Wednesday, 2 June 2010

Phallic what now!?

"Feminist theorists have devoted some attention to the gun which Isabella desires, and the whip requested by Catherine at the beginning of the novel, reading both of these as phallic symbols. It is important to note that as phallic symbols they signify desire not for the penis as such, but for the power the penis represents." Good to know, York Notes. Good to know. You know that you have done too much revision in a day when stuff like this starts making sense. After all, what is English Literature without a bit of phallic symbolism? Innocent? Dull? Actually, it is exactly the same. Because you know what? We make it up! NO Septimus Smith's nervous habit of fiddling with his pen knife does not show us that he has erectile dysfunction. NO the dog's tongue in Wuthering Heights is not a bloody penis! AND the word 'prick' does not necessarily have rude connotations. It can just mean prick... Of course, if you are an A-level Lit student, you will know exactly what I'm talking about. The final straw for me was "Oh Remus Lupin? Well he's obviously a phallic symbol isn't he?!" (Mrs Lynn Byford) WOAH, woah. Hold it right there! I didn't let her finish. How could I? Lupin is the best fictional character of all time with his Atticus Finch-esque calm demeanour, wolfish tendencies and friendship with both Sirius Black AND James Potter (earning him instant cool points). I will not have him ruined as all other books have been ruined with all this trouser snake talk.

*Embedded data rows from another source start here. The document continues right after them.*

use chrono::{DateTime, Utc};
use rust_decimal::Decimal;
use sea_orm::entity::prelude::*;
use serde::{Deserialize, Serialize};
use uuid::Uuid;

/// Order entity.
///
/// The `version` column is the optimistic-concurrency guard: every status
/// transition is a guarded UPDATE filtered on the version read at decision
/// time, so concurrent transitions for one order cannot both apply.
/// `frozen` marks an order held for manual payment review; a frozen order
/// refuses all further transitions regardless of status.
#[derive(Clone, Debug, PartialEq, Eq, DeriveEntityModel, Serialize, Deserialize)]
#[sea_orm(table_name = "orders")]
pub struct Model {
    #[sea_orm(primary_key, auto_increment = false)]
    pub id: Uuid,
    pub user_id: Uuid,
    pub status: OrderStatus,
    #[sea_orm(column_type = "Decimal(Some((19, 4)))")]
    pub total_amount: Decimal,
    pub currency: String,
    pub frozen: bool,
    pub created_at: DateTime<Utc>,
    pub updated_at: DateTime<Utc>,
    pub version: i32,
}

#[derive(Copy, Clone, Debug, EnumIter, DeriveRelation)]
pub enum Relation {
    #[sea_orm(has_many = "super::order_item::Entity")]
    OrderItems,
    #[sea_orm(has_many = "super::payment_attempt::Entity")]
    PaymentAttempts,
}

impl Related<super::order_item::Entity> for Entity {
    fn to() -> RelationDef {
        Relation::OrderItems.def()
    }
}

impl Related<super::payment_attempt::Entity> for Entity {
    fn to() -> RelationDef {
        Relation::PaymentAttempts.def()
    }
}

impl ActiveModelBehavior for ActiveModel {}

/// Order status enumeration
#[derive(Debug, Clone, Copy, PartialEq, Eq, Serialize, Deserialize, EnumIter, DeriveActiveEnum)]
#[sea_orm(rs_type = "String", db_type = "String(StringLen::N(20))")]
#[serde(rename_all = "snake_case")]
pub enum OrderStatus {
    #[sea_orm(string_value = "draft")]
    Draft,
    #[sea_orm(string_value = "awaiting_payment")]
    AwaitingPayment,
    #[sea_orm(string_value = "paid")]
    Paid,
    #[sea_orm(string_value = "payment_failed")]
    PaymentFailed,
    #[sea_orm(string_value = "cancelled")]
    Cancelled,
}

impl OrderStatus {
    /// Terminal statuses admit no further transition.
    pub fn is_terminal(&self) -> bool {
        matches!(self, OrderStatus::Paid | OrderStatus::Cancelled)
    }

    /// Statuses from which a charge may be initiated.
    pub fn can_initiate_charge(&self) -> bool {
        matches!(self, OrderStatus::Draft | OrderStatus::PaymentFailed)
    }
}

Right. Penis rant over, I have had a lovely week. The sun has been shining, I have dressed up as Hermione Granger (I am aware that with two Harry Potter references I am beginning to sound like a bit of a loon. This is a sacrifice I am willing to make) and I saw James Cracknell. THE James Cracknell I fell a bit in love with as he trekked through ice and put up with Ben Fogle's constant whinging. I was sat in a beer garden in Devon, and there he was! I was forced to cut my ogling short however, as one of his kids decided to vomit everywhere. Turns out this love is conditional...

I wish I looked a little bit more like Idina Menzel. Look at her! Just look! She's so awesomely talented and cool and... witchy. And so I am back on the Glee bandwagon after a bit of a rain check. I just watched last week's episode, and it was completely amazing. It combined my three main loves: Les Mis, cheekbones and dodgy sixties laments (in the form of The Mamas and the Papas). If you haven't seen it, it's well worth it. It even forged a place in my heart for Billy Joel. Not bad, eh?


On a side note... Ruthie might just rival Idina in the cool stakes. If only they didn't all have stupid names...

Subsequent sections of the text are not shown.